*Supplied data:*
****************************************

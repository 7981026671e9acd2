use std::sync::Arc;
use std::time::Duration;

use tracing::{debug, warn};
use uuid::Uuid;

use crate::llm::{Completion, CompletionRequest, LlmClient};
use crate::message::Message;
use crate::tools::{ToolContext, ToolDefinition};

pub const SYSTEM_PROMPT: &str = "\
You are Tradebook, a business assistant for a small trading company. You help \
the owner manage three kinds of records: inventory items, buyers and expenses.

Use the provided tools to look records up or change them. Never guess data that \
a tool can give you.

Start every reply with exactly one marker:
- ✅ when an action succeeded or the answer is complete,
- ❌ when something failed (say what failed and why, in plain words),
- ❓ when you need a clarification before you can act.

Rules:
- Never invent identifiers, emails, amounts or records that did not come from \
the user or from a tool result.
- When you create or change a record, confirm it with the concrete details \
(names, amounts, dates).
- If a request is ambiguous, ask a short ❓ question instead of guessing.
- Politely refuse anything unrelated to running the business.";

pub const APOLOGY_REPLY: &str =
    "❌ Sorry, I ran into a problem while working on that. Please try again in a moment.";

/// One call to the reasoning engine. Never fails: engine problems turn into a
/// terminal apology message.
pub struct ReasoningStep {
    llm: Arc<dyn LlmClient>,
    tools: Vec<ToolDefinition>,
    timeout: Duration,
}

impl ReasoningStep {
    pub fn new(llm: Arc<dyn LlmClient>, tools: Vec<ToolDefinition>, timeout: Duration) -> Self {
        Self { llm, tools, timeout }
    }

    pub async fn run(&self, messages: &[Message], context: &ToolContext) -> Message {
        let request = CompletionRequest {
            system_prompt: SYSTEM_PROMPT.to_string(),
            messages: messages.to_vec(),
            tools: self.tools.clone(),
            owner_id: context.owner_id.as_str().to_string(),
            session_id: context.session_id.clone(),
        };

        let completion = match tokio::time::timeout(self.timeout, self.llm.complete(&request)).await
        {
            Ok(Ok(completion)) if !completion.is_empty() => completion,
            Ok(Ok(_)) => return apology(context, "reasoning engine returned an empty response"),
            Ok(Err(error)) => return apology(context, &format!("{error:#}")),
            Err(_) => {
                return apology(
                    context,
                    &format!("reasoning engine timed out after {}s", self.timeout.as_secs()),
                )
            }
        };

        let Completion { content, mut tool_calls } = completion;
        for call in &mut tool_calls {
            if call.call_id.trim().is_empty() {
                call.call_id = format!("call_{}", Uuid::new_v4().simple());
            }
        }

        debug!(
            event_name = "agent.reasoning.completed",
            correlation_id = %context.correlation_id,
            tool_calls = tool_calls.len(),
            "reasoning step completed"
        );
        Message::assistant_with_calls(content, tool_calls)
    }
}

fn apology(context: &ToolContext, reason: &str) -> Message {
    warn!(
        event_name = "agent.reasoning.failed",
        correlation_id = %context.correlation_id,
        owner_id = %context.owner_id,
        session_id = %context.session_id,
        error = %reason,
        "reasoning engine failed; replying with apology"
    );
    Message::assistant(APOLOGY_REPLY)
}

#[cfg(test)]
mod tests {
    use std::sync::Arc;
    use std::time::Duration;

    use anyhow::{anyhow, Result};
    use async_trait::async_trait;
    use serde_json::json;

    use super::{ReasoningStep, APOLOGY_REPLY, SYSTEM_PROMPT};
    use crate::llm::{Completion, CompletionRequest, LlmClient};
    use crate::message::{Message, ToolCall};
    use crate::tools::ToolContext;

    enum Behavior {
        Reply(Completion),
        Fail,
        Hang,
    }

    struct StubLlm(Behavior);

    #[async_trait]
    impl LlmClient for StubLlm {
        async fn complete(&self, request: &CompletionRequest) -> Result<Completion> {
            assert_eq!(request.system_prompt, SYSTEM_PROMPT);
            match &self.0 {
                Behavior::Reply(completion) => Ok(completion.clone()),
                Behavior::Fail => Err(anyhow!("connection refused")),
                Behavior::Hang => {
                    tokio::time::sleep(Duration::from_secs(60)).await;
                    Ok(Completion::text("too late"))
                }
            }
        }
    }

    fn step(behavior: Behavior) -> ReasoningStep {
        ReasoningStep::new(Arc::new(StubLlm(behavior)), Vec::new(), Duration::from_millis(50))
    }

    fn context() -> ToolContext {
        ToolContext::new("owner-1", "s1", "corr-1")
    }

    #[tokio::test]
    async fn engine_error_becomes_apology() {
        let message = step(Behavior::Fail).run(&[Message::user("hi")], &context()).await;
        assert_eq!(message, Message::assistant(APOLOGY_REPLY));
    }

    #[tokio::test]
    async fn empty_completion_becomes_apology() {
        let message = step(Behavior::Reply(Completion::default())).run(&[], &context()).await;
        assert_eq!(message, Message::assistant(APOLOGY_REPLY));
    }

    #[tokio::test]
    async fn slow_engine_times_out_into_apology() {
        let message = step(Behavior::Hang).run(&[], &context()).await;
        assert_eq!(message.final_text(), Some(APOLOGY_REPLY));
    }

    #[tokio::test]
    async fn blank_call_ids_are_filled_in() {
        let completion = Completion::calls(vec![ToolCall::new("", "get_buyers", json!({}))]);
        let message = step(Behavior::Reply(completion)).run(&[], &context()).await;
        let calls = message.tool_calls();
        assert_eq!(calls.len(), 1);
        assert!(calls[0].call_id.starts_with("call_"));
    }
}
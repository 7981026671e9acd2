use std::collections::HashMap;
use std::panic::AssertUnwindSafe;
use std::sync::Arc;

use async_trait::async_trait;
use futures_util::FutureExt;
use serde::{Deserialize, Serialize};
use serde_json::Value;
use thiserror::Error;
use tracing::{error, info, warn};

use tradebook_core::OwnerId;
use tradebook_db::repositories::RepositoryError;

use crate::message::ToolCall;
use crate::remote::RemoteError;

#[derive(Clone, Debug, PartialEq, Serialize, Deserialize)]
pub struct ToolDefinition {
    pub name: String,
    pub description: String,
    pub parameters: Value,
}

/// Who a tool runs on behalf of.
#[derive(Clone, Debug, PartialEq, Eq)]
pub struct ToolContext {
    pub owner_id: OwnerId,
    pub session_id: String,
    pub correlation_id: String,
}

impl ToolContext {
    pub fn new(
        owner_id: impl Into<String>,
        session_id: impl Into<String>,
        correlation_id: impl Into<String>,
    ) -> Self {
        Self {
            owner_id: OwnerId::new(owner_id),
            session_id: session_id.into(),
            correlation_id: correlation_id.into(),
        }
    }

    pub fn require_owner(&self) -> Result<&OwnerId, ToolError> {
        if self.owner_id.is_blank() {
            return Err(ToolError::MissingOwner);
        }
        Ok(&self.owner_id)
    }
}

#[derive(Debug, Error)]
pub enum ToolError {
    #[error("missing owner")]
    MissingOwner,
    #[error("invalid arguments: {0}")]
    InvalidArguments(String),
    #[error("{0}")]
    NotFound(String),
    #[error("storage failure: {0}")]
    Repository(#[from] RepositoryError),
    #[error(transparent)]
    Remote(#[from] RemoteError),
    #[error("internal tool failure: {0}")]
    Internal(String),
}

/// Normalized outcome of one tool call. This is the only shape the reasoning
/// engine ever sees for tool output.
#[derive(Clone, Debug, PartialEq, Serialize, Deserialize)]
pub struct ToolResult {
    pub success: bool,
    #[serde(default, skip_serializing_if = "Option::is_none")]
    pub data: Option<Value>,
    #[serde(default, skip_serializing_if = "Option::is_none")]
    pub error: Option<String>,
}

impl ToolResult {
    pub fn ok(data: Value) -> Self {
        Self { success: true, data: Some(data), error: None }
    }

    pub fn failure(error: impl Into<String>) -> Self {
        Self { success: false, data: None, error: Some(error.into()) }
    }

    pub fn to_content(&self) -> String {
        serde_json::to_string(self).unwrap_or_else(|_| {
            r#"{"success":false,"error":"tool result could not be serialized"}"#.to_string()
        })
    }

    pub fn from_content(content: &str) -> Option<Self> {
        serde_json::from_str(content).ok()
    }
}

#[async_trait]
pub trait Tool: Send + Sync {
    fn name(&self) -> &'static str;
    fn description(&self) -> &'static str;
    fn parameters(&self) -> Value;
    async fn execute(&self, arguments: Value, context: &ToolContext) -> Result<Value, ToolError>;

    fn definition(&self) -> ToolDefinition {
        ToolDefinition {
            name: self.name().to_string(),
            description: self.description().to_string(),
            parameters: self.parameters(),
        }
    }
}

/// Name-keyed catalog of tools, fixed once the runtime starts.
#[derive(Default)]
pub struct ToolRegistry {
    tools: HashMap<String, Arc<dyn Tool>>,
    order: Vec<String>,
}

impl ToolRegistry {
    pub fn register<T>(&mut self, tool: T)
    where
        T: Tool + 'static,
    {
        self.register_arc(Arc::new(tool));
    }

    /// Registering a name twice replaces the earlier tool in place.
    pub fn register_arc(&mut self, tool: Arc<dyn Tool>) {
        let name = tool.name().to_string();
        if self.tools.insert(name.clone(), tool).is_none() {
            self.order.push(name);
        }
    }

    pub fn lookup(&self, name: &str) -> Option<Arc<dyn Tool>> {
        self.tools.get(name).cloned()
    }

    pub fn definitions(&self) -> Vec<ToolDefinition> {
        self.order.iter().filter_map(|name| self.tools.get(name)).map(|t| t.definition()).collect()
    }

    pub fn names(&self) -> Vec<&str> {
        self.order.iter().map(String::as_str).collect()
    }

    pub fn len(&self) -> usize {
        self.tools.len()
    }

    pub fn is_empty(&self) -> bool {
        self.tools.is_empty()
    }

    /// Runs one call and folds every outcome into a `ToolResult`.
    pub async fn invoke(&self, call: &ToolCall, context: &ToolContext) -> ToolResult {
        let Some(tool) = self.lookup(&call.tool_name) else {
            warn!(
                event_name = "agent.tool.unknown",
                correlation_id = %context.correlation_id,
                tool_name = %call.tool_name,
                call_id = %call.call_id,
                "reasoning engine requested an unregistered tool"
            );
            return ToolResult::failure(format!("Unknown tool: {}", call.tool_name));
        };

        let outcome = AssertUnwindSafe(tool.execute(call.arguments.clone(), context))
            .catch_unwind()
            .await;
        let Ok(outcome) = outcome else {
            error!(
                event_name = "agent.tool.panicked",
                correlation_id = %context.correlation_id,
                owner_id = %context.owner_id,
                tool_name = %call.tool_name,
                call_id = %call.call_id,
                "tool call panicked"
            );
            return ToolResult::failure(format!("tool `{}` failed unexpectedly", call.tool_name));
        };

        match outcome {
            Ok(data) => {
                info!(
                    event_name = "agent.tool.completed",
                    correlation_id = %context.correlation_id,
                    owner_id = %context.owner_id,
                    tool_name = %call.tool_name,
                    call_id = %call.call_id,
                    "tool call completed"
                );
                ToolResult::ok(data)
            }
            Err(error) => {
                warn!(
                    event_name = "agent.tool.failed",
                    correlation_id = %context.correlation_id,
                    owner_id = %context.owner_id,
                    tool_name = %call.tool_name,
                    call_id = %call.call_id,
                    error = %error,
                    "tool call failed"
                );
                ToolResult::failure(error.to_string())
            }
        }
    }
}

****************************************

*Task to complete:*
In the data above, repeat exactly each line from the first through the line that contains "Start every reply", and give nothing else.

*Result:*
repository 7981026671e9acd2
use std::sync::Arc;
use std::time::Duration;

use tracing::{debug, warn};
use uuid::Uuid;

use crate::llm::{Completion, CompletionRequest, LlmClient};
use crate::message::Message;
use crate::tools::{ToolContext, ToolDefinition};

pub const SYSTEM_PROMPT: &str = "\
You are Tradebook, a business assistant for a small trading company. You help \
the owner manage three kinds of records: inventory items, buyers and expenses.

Use the provided tools to look records up or change them. Never guess data that \
a tool can give you.

Start every reply with exactly one marker:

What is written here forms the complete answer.